About 40 years ago, a neocon named Arnold Beichman, (1913-2010) a man who pretty much spent his life being an anti-communist crusader, wrote and published a book called Nine Lies About America. At the end of his life he was a research fellow for the Hoover Institution and a columnist for the then-Moonie-financed Washington Times. The man had started out as a Columbia grad and journalist for publications such as PM and Newsweek, so he seemed to keep increasingly bad company as he aged.

When Nine Lies was published, around 1972, the Western world's left wing was admittedly engaged in some excesses that lefties have lived to regret over the years. So, there may have been some reason for the wide popularity of this book.

But from what I've seen since that book came out, while I was still in high school, the Western world's right wing has arguably become even more excessive, promulgating what I refer to in the title of this essay. Here are 10 lies of the right wing, categorized by subject:

Poverty

I have spent much of my nearly 56 years on this planet being relatively poor (you know, by American standards), so I know something about this firsthand. To hear right-wingers tell it, being poor is mostly a self-inflicted wound. One's advancement up the economic ladder is mainly a question of individual self-improvement, deferment of gratification, and so on.

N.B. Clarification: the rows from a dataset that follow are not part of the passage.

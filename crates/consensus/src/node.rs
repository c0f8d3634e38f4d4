//! The consensus node facade.
//!
//! Everything the HTTP surface needs: transaction submission with leader
//! hints, membership changes, leader discovery and the startup join loop.

use crate::command::{CohortRaft, LogCommand, LogReceipt};
use crate::network::{HttpRaftNetwork, RouteTable, RpcEnvelope};
use crate::store::SledLogStore;
use anyhow::{bail, Context, Result};
use async_raft::raft::{
    AppendEntriesRequest, AppendEntriesResponse, ClientWriteRequest, InstallSnapshotRequest,
    InstallSnapshotResponse, VoteRequest, VoteResponse,
};
use async_raft::error::{ClientWriteError, RaftError};
use async_raft::metrics::RaftMetrics;
use async_raft::{Config, NodeId, Raft, SnapshotPolicy, State};
use cohort_config::NodeConfig;
use cohort_core::{CoreError, Tx, TxReceipt};
use cohort_crypto::TxVerifier;
use cohort_events::EventHub;
use cohort_state::SharedState;
use serde::{Deserialize, Serialize};
use std::collections::{BTreeMap, HashSet};
use std::sync::Arc;
use std::time::Duration;
use tracing::{info, warn};

/// Membership cap shared by `AddVoter` and `RemoveServer`.
const MEMBERSHIP_TIMEOUT: Duration = Duration::from_secs(10);

/// Body of `POST /v1/p2p/raft/join`.
#[derive(Debug, Clone, Serialize, Deserialize)]
pub struct JoinRequest {
    pub node_id: String,
    #[serde(default)]
    pub raft_id: Option<NodeId>,
    pub raft_addr: String,
}

/// Join response: the joiner learns the whole route table.
#[derive(Debug, Clone, Serialize, Deserialize)]
pub struct JoinResponse {
    pub status: String,
    pub raft_id: NodeId,
    pub routes: BTreeMap<NodeId, String>,
}

#[derive(Debug, Clone, Serialize)]
#[serde(rename_all = "camelCase")]
pub struct PeerInfo {
    pub id: NodeId,
    pub addr: Option<String>,
    pub voter: bool,
}

/// Shape of `GET /v1/p2p/raft`.
#[derive(Debug, Clone, Serialize)]
#[serde(rename_all = "camelCase")]
pub struct RaftStatus {
    pub node_id: String,
    pub raft_id: NodeId,
    pub state: String,
    pub term: u64,
    pub last_log_index: u64,
    pub last_applied: u64,
    pub leader_id: Option<NodeId>,
    pub leader_addr: Option<String>,
    pub peers: Vec<PeerInfo>,
}

pub struct ConsensusNode {
    raft: CohortRaft,
    raft_id: NodeId,
    node_id: String,
    advertise: String,
    routes: Arc<RouteTable>,
    store: Arc<SledLogStore>,
    apply_timeout: Duration,
}

impl ConsensusNode {
    /// Opens the stores, restores state and spawns the Raft core. Must run
    /// inside a tokio runtime.
    pub fn new(
        config: &NodeConfig,
        state: SharedState,
        verifier: Arc<dyn TxVerifier>,
        hub: Arc<EventHub>,
    ) -> Result<Arc<Self>> {
        std::fs::create_dir_all(&config.data_dir)
            .with_context(|| format!("create data dir {}", config.data_dir.display()))?;

        let raft_id = config.raft_id();
        let advertise = config.advertise_url();

        let log_path = config.raft_log_path();
        let log = sled::open(&log_path)
            .with_context(|| format!("open raft log store {}", log_path.display()))?;
        let stable_path = config.raft_stable_path();
        let stable = sled::open(&stable_path)
            .with_context(|| format!("open raft stable store {}", stable_path.display()))?;

        let store = Arc::new(SledLogStore::open(
            raft_id,
            log,
            stable.clone(),
            &config.snapshots_dir(),
            config.snapshot_retain,
            state,
            verifier,
            hub,
        )?);

        // The route table shares the stable store so a restarted node can
        // still reach its peers.
        let routes = Arc::new(RouteTable::with_store(stable));
        routes.upsert(raft_id, advertise.clone());

        let network = Arc::new(HttpRaftNetwork::new(
            routes.clone(),
            raft_id,
            advertise.clone(),
        ));

        let raft_config = Config::build("cohort".into())
            .election_timeout_min(1500)
            .election_timeout_max(3000)
            .heartbeat_interval(300)
            .snapshot_policy(SnapshotPolicy::LogsSinceLast(5000))
            .validate()
            .context("raft config")?;
        let raft: CohortRaft = Raft::new(raft_id, Arc::new(raft_config), network, store.clone());

        info!(node_id = %config.node_id, raft_id, advertise = %advertise, "consensus node ready");
        Ok(Arc::new(Self {
            raft,
            raft_id,
            node_id: config.node_id.clone(),
            advertise,
            routes,
            store,
            apply_timeout: config.apply_timeout,
        }))
    }

    pub fn raft_id(&self) -> NodeId {
        self.raft_id
    }

    pub fn node_id(&self) -> &str {
        &self.node_id
    }

    pub fn advertise_addr(&self) -> &str {
        &self.advertise
    }

    pub fn routes(&self) -> Arc<RouteTable> {
        self.routes.clone()
    }

    pub fn store(&self) -> Arc<SledLogStore> {
        self.store.clone()
    }

    /// Single-voter bootstrap, only when configured and the stores are
    /// pristine.
    pub async fn bootstrap_if_needed(&self, bootstrap: bool) -> Result<bool> {
        if !bootstrap {
            return Ok(false);
        }
        if !self.store.is_pristine()? {
            info!("existing raft state found, skipping bootstrap");
            return Ok(false);
        }
        let mut members = HashSet::new();
        members.insert(self.raft_id);
        self.raft
            .initialize(members)
            .await
            .context("bootstrap initialize")?;
        info!(raft_id = self.raft_id, "bootstrapped single-node cluster");
        Ok(true)
    }

    /// Submits a signed transaction to the replicated log and waits for the
    /// apply receipt, honoring the caller's deadline.
    pub async fn submit(&self, tx: Tx, deadline: Option<Duration>) -> Result<TxReceipt, CoreError> {
        let timeout = deadline.unwrap_or(self.apply_timeout).min(self.apply_timeout);
        let write = self.raft.client_write(ClientWriteRequest::new(LogCommand(tx)));
        match tokio::time::timeout(timeout, write).await {
            Err(_) => Err(CoreError::DeadlineExceeded(
                "transaction did not commit before the deadline".into(),
            )),
            Ok(Ok(response)) => {
                let LogReceipt(receipt) = response.data;
                Ok(receipt)
            }
            Ok(Err(ClientWriteError::ForwardToLeader(_, leader))) => Err(CoreError::NotLeader {
                leader: leader.and_then(|id| self.routes.get(id)),
            }),
            Ok(Err(ClientWriteError::RaftError(err))) => Err(map_raft_error(err)),
        }
    }

    // Raft RPC handlers: learn the sender's route, then delegate.

    pub async fn handle_append_entries(
        &self,
        envelope: RpcEnvelope<AppendEntriesRequest<LogCommand>>,
    ) -> Result<AppendEntriesResponse> {
        self.routes.upsert(envelope.from_id, envelope.from_addr);
        Ok(self.raft.append_entries(envelope.body).await?)
    }

    pub async fn handle_vote(&self, envelope: RpcEnvelope<VoteRequest>) -> Result<VoteResponse> {
        self.routes.upsert(envelope.from_id, envelope.from_addr);
        Ok(self.raft.vote(envelope.body).await?)
    }

    pub async fn handle_install_snapshot(
        &self,
        envelope: RpcEnvelope<InstallSnapshotRequest>,
    ) -> Result<InstallSnapshotResponse> {
        self.routes.upsert(envelope.from_id, envelope.from_addr);
        Ok(self.raft.install_snapshot(envelope.body).await?)
    }

    /// Adds a voter: any colliding registration is replaced by the new
    /// address, the node is caught up as a non-voter, then membership
    /// changes. Leader only; both phases respect the 10 s cap.
    pub async fn add_voter(&self, raft_id: NodeId, addr: &str) -> Result<(), CoreError> {
        self.routes.upsert(raft_id, addr);
        let metrics = self.metrics();
        if metrics.membership_config.members.contains(&raft_id) {
            info!(raft_id, "node already a voter, refreshed its route");
            return Ok(());
        }

        let catch_up = tokio::time::timeout(MEMBERSHIP_TIMEOUT, self.raft.add_non_voter(raft_id));
        match catch_up.await {
            Err(_) => {
                return Err(CoreError::DeadlineExceeded(
                    "non-voter sync did not finish in time".into(),
                ))
            }
            Ok(Err(err)) => return Err(CoreError::Internal(format!("add_non_voter: {err}"))),
            Ok(Ok(())) => {}
        }

        let mut members = self.metrics().membership_config.members;
        members.insert(raft_id);
        let change = tokio::time::timeout(MEMBERSHIP_TIMEOUT, self.raft.change_membership(members));
        match change.await {
            Err(_) => Err(CoreError::DeadlineExceeded(
                "membership change did not commit in time".into(),
            )),
            Ok(Err(err)) => Err(CoreError::Internal(format!("change_membership: {err}"))),
            Ok(Ok(())) => {
                info!(raft_id, addr, "voter added");
                Ok(())
            }
        }
    }

    /// Removes a server from the voting membership by id.
    pub async fn remove_server(&self, raft_id: NodeId) -> Result<(), CoreError> {
        let mut members = self.metrics().membership_config.members;
        if !members.remove(&raft_id) {
            return Err(CoreError::NotFound(format!(
                "node {raft_id} is not a cluster member"
            )));
        }
        let change = tokio::time::timeout(MEMBERSHIP_TIMEOUT, self.raft.change_membership(members));
        match change.await {
            Err(_) => Err(CoreError::DeadlineExceeded(
                "membership change did not commit in time".into(),
            )),
            Ok(Err(err)) => Err(CoreError::Internal(format!("change_membership: {err}"))),
            Ok(Ok(())) => {
                self.routes.remove(raft_id);
                info!(raft_id, "server removed");
                Ok(())
            }
        }
    }

    pub fn metrics(&self) -> RaftMetrics {
        self.raft.metrics().borrow().clone()
    }

    pub fn is_leader(&self) -> bool {
        self.metrics().state == State::Leader
    }

    pub fn leader_id(&self) -> Option<NodeId> {
        self.metrics().current_leader
    }

    pub fn leader_addr(&self) -> Option<String> {
        self.leader_id().and_then(|id| self.routes.get(id))
    }

    /// Blocks until any leader is observable or the timeout lapses.
    pub async fn wait_for_leader(&self, timeout: Duration) -> Option<NodeId> {
        let deadline = tokio::time::Instant::now() + timeout;
        let mut rx = self.raft.metrics();
        loop {
            if let Some(leader) = rx.borrow().current_leader {
                return Some(leader);
            }
            match tokio::time::timeout_at(deadline, rx.changed()).await {
                Ok(Ok(())) => continue,
                _ => return rx.borrow().current_leader,
            }
        }
    }

    pub fn status(&self) -> RaftStatus {
        let metrics = self.metrics();
        let routes = self.routes.all();
        let mut all_ids: Vec<NodeId> = metrics.membership_config.members.iter().copied().collect();
        if let Some(next) = &metrics.membership_config.members_after_consensus {
            for id in next {
                if !all_ids.contains(id) {
                    all_ids.push(*id);
                }
            }
        }
        all_ids.sort_unstable();
        let peers = all_ids
            .into_iter()
            .map(|id| PeerInfo {
                id,
                addr: routes.get(&id).cloned(),
                voter: metrics.membership_config.members.contains(&id),
            })
            .collect();
        RaftStatus {
            node_id: self.node_id.clone(),
            raft_id: self.raft_id,
            state: format!("{:?}", metrics.state),
            term: metrics.current_term,
            last_log_index: metrics.last_log_index,
            last_applied: metrics.last_applied,
            leader_id: metrics.current_leader,
            leader_addr: self.leader_addr(),
            peers,
        }
    }

    /// Startup join loop: asks an existing cluster to add this node,
    /// retrying until accepted or retries are exhausted.
    pub async fn join_cluster(
        &self,
        endpoint: &str,
        retries: u32,
        retry_delay: Duration,
    ) -> Result<()> {
        let client = reqwest::Client::new();
        let body = JoinRequest {
            node_id: self.node_id.clone(),
            raft_id: Some(self.raft_id),
            raft_addr: self.advertise.clone(),
        };
        let url = format!("{}/v1/p2p/raft/join", endpoint.trim_end_matches('/'));
        for attempt in 1..=retries.max(1) {
            match client.post(&url).json(&body).send().await {
                Ok(response) if response.status().is_success() => {
                    if let Ok(join) = response.json::<JoinResponse>().await {
                        self.routes.merge(&join.routes);
                    }
                    info!(endpoint, attempt, "joined cluster");
                    return Ok(());
                }
                Ok(response) => {
                    // Follower answered: chase the leader hint when present.
                    let status = response.status();
                    let hint = response
                        .json::<serde_json::Value>()
                        .await
                        .ok()
                        .and_then(|v| v["leader"].as_str().map(str::to_string));
                    warn!(endpoint, attempt, %status, ?hint, "join attempt refused");
                    if let Some(leader) = hint {
                        let leader_url =
                            format!("{}/v1/p2p/raft/join", leader.trim_end_matches('/'));
                        if let Ok(retry) = client.post(&leader_url).json(&body).send().await {
                            if retry.status().is_success() {
                                if let Ok(join) = retry.json::<JoinResponse>().await {
                                    self.routes.merge(&join.routes);
                                }
                                info!(leader = %leader, attempt, "joined cluster via leader hint");
                                return Ok(());
                            }
                        }
                    }
                }
                Err(err) => {
                    warn!(endpoint, attempt, error = %err, "join attempt failed");
                }
            }
            tokio::time::sleep(retry_delay).await;
        }
        bail!("join exhausted after {retries} attempts against {endpoint}")
    }

    pub async fn shutdown(&self) {
        if let Err(err) = self.raft.shutdown().await {
            warn!(error = %err, "raft shutdown reported an error");
        }
    }
}

fn map_raft_error(err: RaftError) -> CoreError {
    CoreError::Internal(format!("raft: {err}"))
}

These are certainly important considerations and traits. But anyone who has worked in the corporate world for any significant length of time has surely seen plenty of evidence to the contrary.

Humans are pack animals, and that holds true in the workplace. Bosses often tend to make decisions about promotions more according to personality than performance. Then, as observed by Dr. Laurence J. Peter, co-author of the famous 1969 book The Peter Principle, the promoted toady tends to advance to what finally becomes his or her level of incompetence -- and stays there, generally to screw things up for years and years.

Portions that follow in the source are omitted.